この給湯室は、大きな声で話すと、まあまあ廊下にいる人にまる聞こえなのだ…だから大抵、小声で話す人が多い。

「あ…いえ、全然大丈夫です。近くに共通の友人なんていなくて普段は二人で過ごすだけだから…むしろ賑やかで、楽しかったくらいです。」

これは半分、本当の気持ちだった。

拓海と私は高校の同級生ではあるが、大学は別々に進み、共通の高校の友人も全国各地に就職などで散らばったため、誰かが企画する同窓会などでもない限り、皆でワイワイ食事をすることなど、本当に皆無に等しかった。

「私としては、ずっと会えていなかった林さんともお喋りができて、嬉しかったです。むしろ拓海が…なんだか色々話し過ぎたんじゃないかと、申し訳なかったくらいで…すみません、あまり物怖じしないタイプなのでグイグイお二人に質問とか、しちゃって…地雷、踏んでないですかね…」

今度は私が頭をペコリと下げる。

「はははっ!地雷か…確かに…彼氏さん、すごい、面白いよね…ああやって面と向かって話したのは初めてだったけど、そこ、聞いちゃう…?みたいな質問もあって、実は俺、少しヒヤヒヤしながら答えたんだよ…ふふふ…」

杉崎さんが、本当に可笑しそうな表情で笑う。

うん…確かに…。

気付かないようにしていたけど、拓海は知らぬ間に小さな地雷をいくつか…笑いながら踏むタイプだ… ただ、なんとなく許せてしまうのだ…

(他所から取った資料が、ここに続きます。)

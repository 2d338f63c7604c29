//! `SeaORM`-backed record store with broadcast change notification.
//!
//! Every successful write publishes a [`ChangeNotice`] on a broadcast channel. Feeds
//! filter notices for their own namespace and kind, then re-query the full list. Feeds
//! never diff: each yield is the complete current set.

use super::{
    CollectionRecord, EmiPatch, EmiRecord, RecordId, RecordKind, RecordStore, SnapshotFeed,
    SnapshotSource,
};
use crate::{
    core::validation::{NewCollection, NewEmi},
    entities::{Collection, Emi, collection, emi},
    errors::{Error, Result},
};
use async_trait::async_trait;
use chrono::{Datelike, NaiveDate, Utc};
use sea_orm::{QueryOrder, Set, prelude::*};
use std::marker::PhantomData;
use tokio::sync::broadcast::{self, error::RecvError};
use tracing::{debug, info, instrument, warn};

const CHANGE_CHANNEL_CAPACITY: usize = 64;

/// A write happened in `owner`'s namespace for `kind`.
#[derive(Debug, Clone, PartialEq, Eq)]
struct ChangeNotice {
    owner: String,
    kind: RecordKind,
}

/// Record store over a `SeaORM` connection.
#[derive(Clone)]
pub struct DatabaseStore {
    db: DatabaseConnection,
    changes: broadcast::Sender<ChangeNotice>,
}

impl DatabaseStore {
    /// Wraps an open connection whose tables already exist.
    #[must_use]
    pub fn new(db: DatabaseConnection) -> Self {
        let (changes, _) = broadcast::channel(CHANGE_CHANNEL_CAPACITY);
        Self { db, changes }
    }

    /// The underlying connection.
    #[must_use]
    pub const fn connection(&self) -> &DatabaseConnection {
        &self.db
    }

    fn publish(&self, owner: &str, kind: RecordKind) {
        // No receivers just means nobody is subscribed yet
        let receivers = self
            .changes
            .send(ChangeNotice {
                owner: owner.to_string(),
                kind,
            })
            .unwrap_or(0);
        debug!(%kind, receivers, "Published change notice");
    }

    fn feed<T: Snapshotted>(&self, owner: &str) -> SnapshotFeed<T> {
        Box::new(DatabaseFeed::<T> {
            db: self.db.clone(),
            owner: owner.to_string(),
            changes: self.changes.subscribe(),
            stale: true,
            _record: PhantomData,
        })
    }
}

#[allow(clippy::cast_possible_wrap)] // month() is 1..=12
fn month_number(date: NaiveDate) -> i32 {
    date.month() as i32
}

#[async_trait]
impl RecordStore for DatabaseStore {
    #[instrument(skip(self))]
    async fn create_collection(&self, owner: &str, new: NewCollection) -> Result<RecordId> {
        let model = collection::ActiveModel {
            owner_uid: Set(owner.to_string()),
            date: Set(new.date),
            amount: Set(new.amount),
            month: Set(month_number(new.date)),
            year: Set(new.date.year()),
            created_at: Set(Utc::now()),
            ..Default::default()
        };

        let inserted = model.insert(&self.db).await?;
        info!(id = inserted.id, "Collection created");
        self.publish(owner, RecordKind::Collection);
        Ok(inserted.id)
    }

    #[instrument(skip(self))]
    async fn create_emi(&self, owner: &str, new: NewEmi) -> Result<RecordId> {
        let now = Utc::now();
        let model = emi::ActiveModel {
            owner_uid: Set(owner.to_string()),
            name: Set(new.name),
            amount: Set(new.amount),
            due_day: Set(new.due_day),
            start_date: Set(new.start_date),
            total_months: Set(new.total_months),
            paid_months: Set(0),
            is_paid_this_month: Set(false),
            paid_date: Set(None),
            created_at: Set(now),
            last_updated: Set(now),
            ..Default::default()
        };

        let inserted = model.insert(&self.db).await?;
        info!(id = inserted.id, "EMI created");
        self.publish(owner, RecordKind::Emi);
        Ok(inserted.id)
    }

    #[instrument(skip(self))]
    async fn update_emi(&self, owner: &str, id: RecordId, patch: EmiPatch) -> Result<()> {
        let existing = Emi::find_by_id(id)
            .filter(emi::Column::OwnerUid.eq(owner))
            .one(&self.db)
            .await?
            .ok_or(Error::RecordNotFound {
                kind: RecordKind::Emi,
                id,
            })?;

        let mut active_model: emi::ActiveModel = existing.into();
        active_model.is_paid_this_month = Set(patch.is_paid_this_month);
        active_model.paid_date = Set(patch.paid_date);
        active_model.last_updated = Set(Utc::now());
        active_model.update(&self.db).await?;

        info!("EMI updated");
        self.publish(owner, RecordKind::Emi);
        Ok(())
    }

    #[instrument(skip(self))]
    async fn delete(&self, owner: &str, kind: RecordKind, id: RecordId) -> Result<()> {
        let rows_affected = match kind {
            RecordKind::Collection => {
                Collection::delete_many()
                    .filter(collection::Column::Id.eq(id))
                    .filter(collection::Column::OwnerUid.eq(owner))
                    .exec(&self.db)
                    .await?
                    .rows_affected
            }
            RecordKind::Emi => {
                Emi::delete_many()
                    .filter(emi::Column::Id.eq(id))
                    .filter(emi::Column::OwnerUid.eq(owner))
                    .exec(&self.db)
                    .await?
                    .rows_affected
            }
        };

        if rows_affected == 0 {
            debug!("Nothing to delete");
        } else {
            info!("Record deleted");
            self.publish(owner, kind);
        }
        Ok(())
    }

    async fn subscribe_collections(&self, owner: &str) -> Result<SnapshotFeed<CollectionRecord>> {
        debug!(owner, "Subscribing to collections");
        Ok(self.feed(owner))
    }

    async fn subscribe_emis(&self, owner: &str) -> Result<SnapshotFeed<EmiRecord>> {
        debug!(owner, "Subscribing to EMIs");
        Ok(self.feed(owner))
    }
}

/// Record types that can be loaded as a full per-owner snapshot.
#[async_trait]
trait Snapshotted: Sized + Send + 'static {
    const KIND: RecordKind;

    async fn load(db: &DatabaseConnection, owner: &str) -> Result<Vec<Self>>;
}

#[async_trait]
impl Snapshotted for CollectionRecord {
    const KIND: RecordKind = RecordKind::Collection;

    async fn load(db: &DatabaseConnection, owner: &str) -> Result<Vec<Self>> {
        Collection::find()
            .filter(collection::Column::OwnerUid.eq(owner))
            .order_by_desc(collection::Column::Date)
            .order_by_desc(collection::Column::Id)
            .all(db)
            .await
            .map_err(Into::into)
    }
}

#[async_trait]
impl Snapshotted for EmiRecord {
    const KIND: RecordKind = RecordKind::Emi;

    async fn load(db: &DatabaseConnection, owner: &str) -> Result<Vec<Self>> {
        Emi::find()
            .filter(emi::Column::OwnerUid.eq(owner))
            .order_by_asc(emi::Column::Id)
            .all(db)
            .await
            .map_err(Into::into)
    }
}

/// Live feed over the change channel.
///
/// `stale` lives in the struct, not the future: a notice is consumed only by flipping it,
/// and it is cleared only once a snapshot has been loaded. Dropping a pending
/// `next_snapshot` therefore loses nothing, and the next call loads again.
struct DatabaseFeed<T> {
    db: DatabaseConnection,
    owner: String,
    changes: broadcast::Receiver<ChangeNotice>,
    stale: bool,
    _record: PhantomData<fn() -> T>,
}

impl<T: Snapshotted> DatabaseFeed<T> {
    /// Waits until a notice for this feed arrives. `false` when the channel has closed.
    async fn wait_for_change(&mut self) -> bool {
        loop {
            match self.changes.recv().await {
                Ok(notice) if notice.owner == self.owner && notice.kind == T::KIND => return true,
                Ok(_) => {}
                Err(RecvError::Lagged(skipped)) => {
                    // Snapshots are full, so re-querying covers whatever was skipped
                    warn!(skipped, kind = %T::KIND, "Change feed lagged");
                    return true;
                }
                Err(RecvError::Closed) => {
                    debug!(kind = %T::KIND, "Change feed closed");
                    return false;
                }
            }
        }
    }
}

#[async_trait]
impl<T: Snapshotted> SnapshotSource<T> for DatabaseFeed<T> {
    async fn next_snapshot(&mut self) -> Option<Result<Vec<T>>> {
        if !self.stale {
            if !self.wait_for_change().await {
                return None;
            }
            self.stale = true;
        }
        let snapshot = T::load(&self.db, &self.owner).await;
        self.stale = false;
        Some(snapshot)
    }
}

後から反省して、笑ってごめんと言われると…あーあ、仕方ないやって…そんな雰囲気になってしまう。これも拓海の最大の武器。
本当に、なんだか憎めない…人懐っこい男なのだ…。

私を形容して、全てが小さいとか…なんでもかんでも悪気なく…発言する。
本当は思い出すと少し…いや、本当はかなり頭にはくるけど、あまり引きずっても仕方がない。

「…ですよね?すみません…許してください。本人悪気はないので…」私は苦笑して杉崎さんに伝える。

「いやいや、全然、また機会があったら、ぜひ…彼にもよろしく伝えておいてね。じゃ、今日も頑張ろ」

そう言って、杉崎さんは部屋へ戻っていった。

拓海から感じられた違和感の正体は、
           なんだったのか…

とりあえずその疑惑は頭の隅に追いやり、
  私はその週、仕事に一生懸命に励んだ。